What to do: Go through the entries, filter for the word "when", and copy every line that has it.

(Stored data)
========

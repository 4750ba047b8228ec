//! Golden-file snapshot harness for rendered output.
//!
//! A fixture renders a component at a fixed size and compares the cell grid
//! against a JSON golden under `testdata/`. On mismatch the case fails with a
//! hint; rerunning with `HUD_GOLDEN_REVIEW=1` opens an interactive session
//! that shows the actual and expected grids side by side and lets the author
//! accept or reject the new rendering per case.
//!
//! Scroll state carries across the cases one fixture runs, so scroller cases
//! can build on the frames rendered before them.

use std::collections::HashSet;
use std::fs;
use std::io;
use std::path::{Path, PathBuf};

use crossterm::event::{self, Event, KeyCode};
use serde::{Deserialize, Serialize};
use thiserror::Error;

use crate::canvas::{Canvas, TempCanvas};
use crate::component::Component;
use crate::error::RenderError;
use crate::render::render_component;
use crate::runtime::StateRegistry;
use crate::style::{CellStyle, StyleFlags};
use crate::terminal::{AnsiScreen, Screen, TerminalSession};

pub type SnapshotResult<T> = std::result::Result<T, SnapshotError>;

#[derive(Debug, Error)]
pub enum SnapshotError {
    #[error("case name has characters unsafe for filenames: {0:?}")]
    InvalidName(String),
    #[error("case name {0:?} was already used by this fixture")]
    DuplicateName(String),
    #[error(
        "rendering of {0:?} does not match its golden file; \
         rerun with HUD_GOLDEN_REVIEW=1 to review"
    )]
    Mismatch(String),
    #[error("reviewer rejected the rendering of {0:?}")]
    Rejected(String),
    #[error(transparent)]
    Render(#[from] RenderError),
    #[error("I/O error: {0}")]
    Io(#[from] io::Error),
    #[error("golden serialization error: {0}")]
    Serde(#[from] serde_json::Error),
}

#[derive(Debug, Serialize, Deserialize)]
struct CaseData {
    width: usize,
    height: usize,
    cells: Vec<CaseCell>,
}

#[derive(Debug, Serialize, Deserialize)]
struct CaseCell {
    ch: char,
    style: String,
}

/// Runs named snapshot cases against goldens in one directory.
pub struct SnapshotFixture {
    dir: PathBuf,
    used: HashSet<String>,
    registry: StateRegistry,
    review: bool,
}

impl SnapshotFixture {
    /// Fixture rooted at the crate's `testdata/`, reviewing interactively
    /// when `HUD_GOLDEN_REVIEW` is set.
    pub fn new() -> Self {
        let dir = Path::new(env!("CARGO_MANIFEST_DIR")).join("testdata");
        let review = std::env::var_os("HUD_GOLDEN_REVIEW").is_some();
        Self::with_dir(dir, review)
    }

    pub fn with_dir(dir: impl Into<PathBuf>, review: bool) -> Self {
        Self {
            dir: dir.into(),
            used: HashSet::new(),
            registry: StateRegistry::default(),
            review,
        }
    }

    /// Scroll state shared by every case this fixture runs.
    pub fn registry_mut(&mut self) -> &mut StateRegistry {
        &mut self.registry
    }

    /// Render `component` at `width` x `height` and compare against the
    /// golden called `name`.
    ///
    /// # Panics
    /// Panics when the case fails, so it reads as an ordinary test assertion.
    pub fn run(&mut self, name: &str, width: usize, height: usize, component: &Component) {
        if let Err(err) = self.try_run(name, width, height, component) {
            panic!("snapshot case failed: {err}");
        }
    }

    fn try_run(
        &mut self,
        name: &str,
        width: usize,
        height: usize,
        component: &Component,
    ) -> SnapshotResult<()> {
        if !valid_name(name) {
            return Err(SnapshotError::InvalidName(name.to_string()));
        }
        if !self.used.insert(name.to_string()) {
            return Err(SnapshotError::DuplicateName(name.to_string()));
        }

        let actual = render_component(component, width, height, &mut self.registry)?;
        let expected = self.load_golden(name);
        if canvases_equal(&actual, &expected) {
            return Ok(());
        }

        if self.review {
            if self.review_case(name, &actual, &expected)? {
                return Ok(());
            }
            return Err(SnapshotError::Rejected(name.to_string()));
        }
        Err(SnapshotError::Mismatch(name.to_string()))
    }

    fn filename(&self, name: &str) -> PathBuf {
        self.dir.join(format!("{name}.json"))
    }

    /// A missing or unreadable golden loads as a 1x1 blank, which never
    /// matches real output and so routes into review.
    fn load_golden(&self, name: &str) -> TempCanvas {
        let Ok(raw) = fs::read_to_string(self.filename(name)) else {
            return TempCanvas::new(1, 1);
        };
        let Ok(data) = serde_json::from_str::<CaseData>(&raw) else {
            return TempCanvas::new(1, 1);
        };
        if data.width == 0 {
            return TempCanvas::new(1, 1);
        }
        let mut canvas = TempCanvas::new(data.width, data.height);
        for (index, cell) in data.cells.iter().enumerate() {
            let x = index % data.width;
            let y = index / data.width;
            let style = CellStyle::decode(&cell.style).unwrap_or_default();
            canvas.put(x, y, cell.ch, style);
        }
        canvas
    }

    fn write_golden(&self, name: &str, canvas: &TempCanvas) -> SnapshotResult<()> {
        fs::create_dir_all(&self.dir)?;
        let (width, height) = canvas.size();
        let mut cells = Vec::with_capacity(width * height);
        for y in 0..height {
            for x in 0..width {
                let cell = canvas.cell(x, y);
                cells.push(CaseCell {
                    ch: cell.ch,
                    style: cell.style.encode(),
                });
            }
        }
        let data = CaseData {
            width,
            height,
            cells,
        };
        let json = serde_json::to_string_pretty(&data)?;
        fs::write(self.filename(name), json)?;
        Ok(())
    }

    fn review_case(
        &self,
        name: &str,
        actual: &TempCanvas,
        expected: &TempCanvas,
    ) -> SnapshotResult<bool> {
        let session = TerminalSession::enter()?;
        let (width, height) = TerminalSession::size()?;
        let mut screen = AnsiScreen::new(io::stdout(), width, height);
        let mut highlight = false;
        loop {
            render_review(&mut screen, name, actual, expected, highlight);
            screen.show()?;

            if let Event::Key(key) = event::read()? {
                match key.code {
                    KeyCode::Char('y') => {
                        self.write_golden(name, actual)?;
                        return Ok(true);
                    }
                    KeyCode::Char('n') => return Ok(false),
                    KeyCode::Char('d') => highlight = !highlight,
                    KeyCode::Char('q') => {
                        session.leave();
                        std::process::exit(1);
                    }
                    _ => {}
                }
            }
        }
    }
}

impl Default for SnapshotFixture {
    fn default() -> Self {
        Self::new()
    }
}

/// Case names become filenames, so only filename-safe characters are allowed.
fn valid_name(name: &str) -> bool {
    !name.is_empty()
        && name
            .chars()
            .all(|ch| ch.is_ascii_alphanumeric() || matches!(ch, ' ' | '.' | ',' | '_' | '-'))
}

fn canvases_equal(a: &TempCanvas, b: &TempCanvas) -> bool {
    if a.size() != b.size() {
        return false;
    }
    let (width, height) = a.size();
    for y in 0..height {
        for x in 0..width {
            if a.cell(x, y) != b.cell(x, y) {
                return false;
            }
        }
    }
    true
}

fn render_review(
    screen: &mut dyn Screen,
    name: &str,
    actual: &TempCanvas,
    expected: &TempCanvas,
    highlight: bool,
) {
    let (width, height) = screen.size();
    for y in 0..height {
        for x in 0..width {
            screen.put(x, y, ' ', CellStyle::default());
        }
    }

    put_line(screen, 0, "y: accept  n: reject  d: toggle diff  q: quit");
    put_line(screen, 1, &format!("case: {name}"));
    put_line(screen, 2, "actual:");
    let row = put_canvas(screen, 3, actual, expected, highlight);
    put_line(screen, row + 1, "expected:");
    put_canvas(screen, row + 2, expected, actual, highlight);
}

fn put_canvas(
    screen: &mut dyn Screen,
    start: usize,
    shown: &TempCanvas,
    other: &TempCanvas,
    highlight: bool,
) -> usize {
    let (width, height) = shown.size();
    let (other_width, other_height) = other.size();
    for y in 0..height {
        for x in 0..width {
            let mut cell = shown.cell(x, y);
            if highlight {
                let differs =
                    x >= other_width || y >= other_height || other.cell(x, y) != cell;
                if differs {
                    cell.style.flags |= StyleFlags::REVERSE;
                }
            }
            screen.put(x, y + start, cell.ch, cell.style);
        }
    }
    start + height
}

fn put_line(screen: &mut dyn Screen, y: usize, text: &str) {
    for (x, ch) in text.chars().enumerate() {
        screen.put(x, y, ch, CellStyle::default());
    }
}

========

Answer to this exercise:
    /// when `HUD_GOLDEN_REVIEW` is set.
    /// Panics when the case fails, so it reads as an ordinary test assertion.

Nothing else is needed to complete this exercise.